Some women might even elect for a c-section just to avoid natural birth. That's not really sensible and doctors and midwives would probably consider it to be illogical and irrational but as long as they're competent, it's their choice. In the hospital where I work, we are always reminded that informed consent is what's needed and whether or not it seems sensible isn't our business.

My concern is that people are often made to make big decisions without any prior understanding, under difficult circumstances and with no time to consider the evidence for and against.

Booboostwo · 17/11/2019 15:27

Triskelion choosing a CS is neither illogical nor irrational, it’s a subjective assessment of a variety of risks. That someone else would make a different choice is explained by the subjective nature of the risks and one’s attitude to which unknown outcomes might actuate. The whole point of patient autonomy is that all medical decisions involve a subjective assessment of risks and benefits, which the informed patient is best qualified to make. Plus you don’t see anyone rushing to call men’s health care decisions illogical and irrational - you are just feeding into the perception of women as incapable of reason and easily overwhelmed by emotion. There are grave risks associated with VB, such as the risk of brain damage from lack of oxygen, one has to decide what weight to give to that possibility and it’s chances of actuating.

Bearfrills · 17/11/2019 15:42

@Triskelion I think you ought to ask MNHQ to remove your judgemental comments about who choose caesarean sections, there are a variety of reasons why women choose a caesarean section (read the thread maybe?) and it is never "just to avoid natural birth". Even your phrase "natural birth" is divisive as it feeds into the narrative that caesarean are not natural and women who choose them are therefore not natural. All births are natural, regardless of whether they are vaginal or caesarean.

In many circumstances the risks of a caesarean are no worse than the risks of a vaginal birth, both short term and long term, and women should be afforded the benefit of balancing one against the other to enable then to make their own best choice.

Triskelion · 17/11/2019 16:26

@Bearfrills I think you take my comment to mean ‘all women who choose C section’ which might be my fault for the way I worded it but that wasn’t what I meant. I meant that there are some women who opt for this route due to misconceptions around recovery and see it as an easier option. I’m well aware that there are a huge number of other reasons why a woman might want or need to have a c section and in many cases it might well be the best for mother and baby.

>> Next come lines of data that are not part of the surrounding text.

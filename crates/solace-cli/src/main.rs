//! Solace CLI - an encrypted journal and mood tracker that works offline
//!
//! This is the command-line interface for Solace. It wires the config, the
//! local and remote stores and the persistence orchestrator together.

mod app;
mod cli;
mod commands;
mod config;
mod constants;
mod errors;
mod logging;
mod ui;

use clap::Parser;

use crate::app::AppContext;
use crate::cli::{
    Cli, Commands, JournalSubcommand, MoodSubcommand, PasswordSubcommand, SettingsSubcommand,
};
use crate::commands::{init, journal, migrate, misc, mood, security, settings, status};
use crate::errors::exit_code_for;
use crate::ui::print_error;

#[tokio::main]
async fn main() {
    let cli = Cli::parse();
    let ctx = AppContext::new(&cli);
    logging::init(
        ctx.config()
            .ok()
            .and_then(|config| config.log.level.as_deref()),
    );

    if let Err(e) = run(&ctx, &cli).await {
        let error_msg = format!("{}", e);
        let (message, hint) = split_hint(&error_msg);
        let hint = hint.or_else(|| contextual_hint(message));
        print_error(ctx.ui(), message, hint.as_deref());
        std::process::exit(exit_code_for(&e));
    }
}

/// Split a trailing "Hint: ..." line off an error message.
fn split_hint(error: &str) -> (&str, Option<String>) {
    match error.find("\nHint:") {
        Some(idx) => (
            &error[..idx],
            Some(error[idx + "\nHint:".len()..].trim().to_string()),
        ),
        None => (error, None),
    }
}

/// Hints for common core errors.
fn contextual_hint(error: &str) -> Option<String> {
    let error_lower = error.to_lowercase();

    if error_lower.contains("password protected") {
        return Some("Set SOLACE_PASSWORD or run interactively.".to_string());
    }
    if error_lower.contains("password must be") {
        return Some("Choose a longer password.".to_string());
    }
    if error_lower.contains("persistence failed") && error_lower.contains("remote") {
        return Some(
            "Check that the remote path in the config exists and is mounted.".to_string(),
        );
    }
    if error_lower.contains("mood") {
        return Some(
            "Moods are 1-5 or one of: struggling, low, okay, good, great.".to_string(),
        );
    }
    None
}

async fn run(ctx: &AppContext<'_>, cli: &Cli) -> anyhow::Result<()> {
    match &cli.command {
        Commands::Init(args) => init::handle_init(ctx, args)?,
        Commands::Status => status::handle_status(ctx).await?,
        Commands::Journal(JournalSubcommand::Add { text, mood }) => {
            journal::handle_add(ctx, text.as_deref(), mood.as_deref()).await?
        }
        Commands::Journal(JournalSubcommand::List { limit }) => {
            journal::handle_list(ctx, *limit).await?
        }
        Commands::Mood(MoodSubcommand::Set { mood, chat }) => {
            mood::handle_set(ctx, mood, chat.as_deref()).await?
        }
        Commands::Mood(MoodSubcommand::Today) => mood::handle_today(ctx).await?,
        Commands::Mood(MoodSubcommand::History { limit }) => {
            mood::handle_history(ctx, *limit).await?
        }
        Commands::Settings(SettingsSubcommand::Show) => settings::handle_show(ctx).await?,
        Commands::Settings(SettingsSubcommand::SetApiKey { key }) => {
            settings::handle_set_api_key(ctx, key.as_deref()).await?
        }
        Commands::Settings(SettingsSubcommand::Set { key, value }) => {
            settings::handle_set(ctx, key, value).await?
        }
        Commands::Migrate(args) => migrate::handle_migrate(ctx, args.skip).await?,
        Commands::Password(PasswordSubcommand::Enable) => {
            security::handle_password_enable(ctx)?
        }
        Commands::ResetKey(args) => security::handle_reset_key(ctx, args)?,
        Commands::Completions { shell } => misc::handle_completions(*shell),
    }
    Ok(())
}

In my own experience of childbirth, I was well aware of the statistics for needing intervention after the use of epidural so I made the informed decision to write in my birth plan that I didn’t want them for each of my children. However midway through labour with all of them, I was begging for an epidural. Nature took its course quickly and I never got to have that pain relief. Looking back I’m glad I didn’t because I could have had more traumatic births (or not but we shall never know). What I’m saying is that we all can give consent to things from a place of fear rather than understanding. For me it was a fear that I couldn’t take the pain and there was no time for me to think that through.

3rdtimelucky2019 · 17/11/2019 21:37

I'm due to give birth in 3 weeks for the first time. Have taken the time to read my hospital trusts guidance on birth as well as NICE guidelines and relevant studies a number of times to ensure I'm fully informed of facts and to be able to cope if I'm pressured in certain situations. After a second miscarriage when I was given false information to pursue a course of treatment that suited them, it's the best I can do to protect myself from undue pressure and misinformation.